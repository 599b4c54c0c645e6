use std::error::Error;
use std::fmt::{Display, Formatter};
use std::fs;
use std::path::Path;

use log::{error, info};

use super::{process_area, AreaSummary, Layout};
use crate::config::PipelineConfig;
use crate::error::{HeightError, Result};

#[cfg(test)]
mod tests {
    use std::fs;
    use std::path::PathBuf;

    use crate::config::PipelineConfig;
    use crate::error::HeightError;
    use crate::pipeline::batch::AreaError;
    use crate::pipeline::{read_area_names, run_batch, BatchState, Layout};

    #[test]
    fn failures_are_reported_and_the_batch_continues() {
        crate::test::with_input_and_output_paths(|input_path: PathBuf, _| {
            let layout = Layout::new(&input_path);
            let names = vec!["nowhere".to_string(), "elsewhere".to_string()];

            let (state, report) = run_batch(&names, BatchState::default(), &layout, &PipelineConfig::default(), false);

            assert!(report.succeeded.is_empty());
            assert_eq!(report.failed.len(), 2);
            assert_eq!(report.failed[1].name, "elsewhere");
            assert!(matches!(report.failed[0].source, HeightError::MissingInputFile(_)));
            assert!(state.processed().is_empty());
        })
        .unwrap();
    }

    #[test]
    fn processed_areas_are_skipped_unless_forced() {
        crate::test::with_input_and_output_paths(|input_path: PathBuf, _| {
            let layout = Layout::new(&input_path);
            let state = BatchState::from(vec!["done".to_string()]);
            let names = vec!["done".to_string()];

            let (state, report) = run_batch(&names, state, &layout, &PipelineConfig::default(), false);
            assert_eq!(report.skipped, vec!["done"]);
            assert!(report.failed.is_empty());

            let (state, report) = run_batch(&names, state, &layout, &PipelineConfig::default(), true);
            assert!(report.skipped.is_empty());
            assert_eq!(report.failed.len(), 1);
            assert_eq!(state.processed(), ["done"]);
        })
        .unwrap();
    }

    #[test]
    fn state_round_trips_through_a_file() {
        crate::test::with_input_and_output_paths(|_, output_path: PathBuf| {
            let path = output_path.join("processed.txt");

            assert!(BatchState::load(&path).unwrap().processed().is_empty());

            let state = BatchState::from(vec!["a".to_string(), "b".to_string()]);
            state.save(&path).unwrap();

            assert_eq!(BatchState::load(&path).unwrap(), state);
        })
        .unwrap();
    }

    #[test]
    fn area_names_skip_blank_lines() {
        crate::test::with_input_and_output_paths(|input_path: PathBuf, _| {
            let path = input_path.join("records.txt");
            fs::write(&path, "a1\n\n  b2 \r\nc3").unwrap();

            assert_eq!(read_area_names(&path).unwrap(), vec!["a1", "b2", "c3"]);
        })
        .unwrap();
    }

    #[test]
    fn area_error_names_the_area() {
        let err = AreaError::new("a1", HeightError::EmptyFeatureSet);

        assert_eq!(err.to_string(), "Area a1: No comparable feature pairs left after alignment");
    }
}

/// Names of the areas a batch has already finished, in completion order.
/// Names are only ever appended.
#[derive(Debug, Clone, Default, PartialEq)]
pub struct BatchState {
    processed: Vec<String>,
}

impl From<Vec<String>> for BatchState {
    fn from(processed: Vec<String>) -> Self {
        BatchState { processed }
    }
}

impl BatchState {
    #[cfg(test)]
    pub fn processed(&self) -> &[String] {
        &self.processed
    }

    pub fn contains(&self, name: &str) -> bool {
        self.processed.iter().any(|n| n == name)
    }

    fn record(&mut self, name: &str) {
        if !self.contains(name) {
            self.processed.push(name.to_string());
        }
    }

    /// Reads a state file, one name per line. An absent file is an empty state.
    pub fn load(path: &Path) -> Result<Self> {
        if !path.is_file() {
            return Ok(BatchState::default());
        }
        Ok(BatchState::from(read_area_names(path)?))
    }

    pub fn save(&self, path: &Path) -> Result<()> {
        if let Some(parent) = path.parent() {
            fs::create_dir_all(parent)?;
        }
        let mut text = self.processed.join("\n");
        text.push('\n');
        fs::write(path, text)?;
        Ok(())
    }
}

/// Reads area names, one per line, ignoring blank lines.
pub fn read_area_names(path: &Path) -> Result<Vec<String>> {
    if !path.is_file() {
        return Err(HeightError::MissingInputFile(path.to_path_buf()));
    }

    Ok(fs::read_to_string(path)?
        .lines()
        .map(str::trim)
        .filter(|l| !l.is_empty())
        .map(str::to_string)
        .collect())
}

#[derive(Debug)]
pub struct AreaError {
    pub name: String,
    pub source: HeightError,
}

impl AreaError {
    pub fn new(name: &str, source: HeightError) -> Self {
        AreaError {
            name: name.to_string(),
            source,
        }
    }
}

impl Display for AreaError {
    fn fmt(&self, f: &mut Formatter) -> std::fmt::Result {
        write!(f, "Area {}: {}", self.name, self.source)
    }
}

impl Error for AreaError {
    fn source(&self) -> Option<&(dyn Error + 'static)> {
        Some(&self.source)
    }
}

#[derive(Debug, Default)]
pub struct BatchReport {
    pub succeeded: Vec<AreaSummary>,
    pub skipped: Vec<String>,
    pub failed: Vec<AreaError>,
}

/// Processes every named area in order. A failing area is recorded in the
/// report and does not stop the batch. Areas already in `state` are skipped
/// unless `force` is set.
pub fn run_batch(
    names: &[String],
    mut state: BatchState,
    layout: &Layout,
    config: &PipelineConfig,
    force: bool,
) -> (BatchState, BatchReport) {
    let mut report = BatchReport::default();

    for name in names {
        if !force && state.contains(name) {
            info!("ℹ️  Skipping {}, already processed", name);
            report.skipped.push(name.clone());
            continue;
        }

        match process_area(name, layout, config) {
            Ok(summary) => {
                state.record(name);
                report.succeeded.push(summary);
            }
            Err(e) => {
                let e = AreaError::new(name, e);
                error!("❌ {}", e);
                report.failed.push(e);
            }
        }
    }

    (state, report)
}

================

Find how many of the lines above have the word "push" in them. State only that number.

5